The PMR-GWO pseudocode was defined as Algorithm 1. N = number of living nodes K = number of desired clusters. Where ๐๐1, ฯ, ยต, ฯ and ฯ are the random statistics in [0,1], ๐๐(๐ถ๐ถ๐ถ๐ถ๐ถ๐ถ๐ถ๐ถ) is the checklist of sensors adjacent to a specific ๐ถ๐ถ๐ถ๐ถ๐ถ๐ถ, and ๐ ๐๐ก๐ก๐ก๐ก๐ก๐ก๐ก๐ก is the total communication distance from CH to BS. The effective contender was the one with the maximum ๐๐; the node with the top remaining energy and enough adjacent nodes would announce itself as a CH.
PMR-GWO Input
The PMR-GWO method was compared with the P-SEP, L-DDRI, Novel-LEACH-POS, hetDEEC-3 and DBSCDS-GWO algorithms under similar study environments. The network lifetime of PMR-GWO was extended as the dead node count approached 50 percent compared to P-SEP, L-DDRI, Novel-LEACH-POS, hetDEEC-3, and DBSCDS-GWO. Likewise, imitation consequences amid HND and the sum of rounds for several conventions are revealed for P-SEP, L-DDRI, Novel-LEACH-POS, hetDEEC-3, DBSCDS-GWO and the proposed PMR-GWO method with fluctuating preliminary energies in figure 7.
The network lifetime of PMR-GWO was extended when the death node count approached 50 percent, relative to P-SEP, L-DDRI, Novel-LEACH-POS, hetDEEC-3 and DBSCDS-GWO. Likewise, simulation results amid HND and the sum of rounds for numerous conventions for P-SEP, L-DDRI, Novel-LEACH-POS, hetDEEC-3, DBSCDS-GWO and the proposed PMR-GWO method with varying preliminary energy revealed in Figure 7. The PMR-GWO algorithm required extra rounds for the LND compared to the other methods.
The PMR-GWO method used a suitable CH selection process and the nodes had an extended lifetime. The PMR-GWO method used a proper CH selection process and the nodes had an extended lifetime. Figure 9-10 displays the personnel count of the P-SEP, L-DDRI, Novel-LEACH-POS, hetDEEC-3, DBSCDS-GWO, and PMR-GWO protocols per round for each group.

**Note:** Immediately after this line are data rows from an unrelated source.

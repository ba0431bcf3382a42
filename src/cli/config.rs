//! Config command handlers

use crate::cli::ConfigInitArgs;
use std::fs;

const EXAMPLE_CONFIG: &str = include_str!("../../diagnose.example.toml");

/// Handle `diagnose config init` command
pub fn handle_config_init(args: &ConfigInitArgs) -> anyhow::Result<()> {
    if args.output.exists() && !args.force {
        anyhow::bail!(
            "File already exists: {}. Use --force to overwrite.",
            args.output.display()
        );
    }

    fs::write(&args.output, EXAMPLE_CONFIG)?;

    println!("✓ Configuration file created: {}", args.output.display());
    println!("  Set the API key variables it names, then edit tiers as needed.");

    Ok(())
}

#[cfg(test)]
mod tests {
    use super::*;
    use crate::config::DiagnoseConfig;

    #[test]
    fn test_config_init_creates_loadable_file() {
        let temp_dir = tempfile::tempdir().unwrap();
        let output_path = temp_dir.path().join("diagnose.toml");

        let args = ConfigInitArgs {
            output: output_path.clone(),
            force: false,
        };

        handle_config_init(&args).unwrap();

        let config = DiagnoseConfig::load(Some(&output_path)).unwrap();
        assert!(config.validate().is_ok());
        assert_eq!(config.providers.len(), 3);
    }

    #[test]
    fn test_config_init_no_overwrite() {
        let temp_dir = tempfile::tempdir().unwrap();
        let output_path = temp_dir.path().join("diagnose.toml");

        std::fs::write(&output_path, "existing").unwrap();

        let args = ConfigInitArgs {
            output: output_path.clone(),
            force: false,
        };

        assert!(handle_config_init(&args).is_err());

        // Original content preserved
        let content = std::fs::read_to_string(&output_path).unwrap();
        assert_eq!(content, "existing");
    }

    #[test]
    fn test_config_init_force_overwrites() {
        let temp_dir = tempfile::tempdir().unwrap();
        let output_path = temp_dir.path().join("diagnose.toml");

        std::fs::write(&output_path, "old content").unwrap();

        let args = ConfigInitArgs {
            output: output_path.clone(),
            force: true,
        };

        handle_config_init(&args).unwrap();
        let content = std::fs::read_to_string(&output_path).unwrap();
        assert!(content.contains("[orchestrator]"));
    }
}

Compared to existing techniques, the CH variance in the proposed PMR-GWO provided better results as seen in the graph. The PMR-GWO technique required determining the optimal CH number based on the WSN's energy consumption per transmission, which reduced cluster number unpredictability. The importance of stabilizing the CH number in PMR-GWO in relation to nodule death could not be overestimated.
The maximum number of CHs for P-SEP, L-DDRI, Novel-LEACH-POS, hetDEEC-3, DBSCDS-GWO and PMR-GWO are shown in Table 3. Comparative estimation of energy consumption for PMR-GWO and paths of other protocols are shown in Figure 11. The PMR-GWO approach, as shown in Figure 11, used the least amount of energy possible.
According to the simulation results, the service life of the PMR-GWO network was extended while energy consumption was reduced. As shown by the simulation results, the proposed PMR-GWO method was computationally competent in stabilizing energy.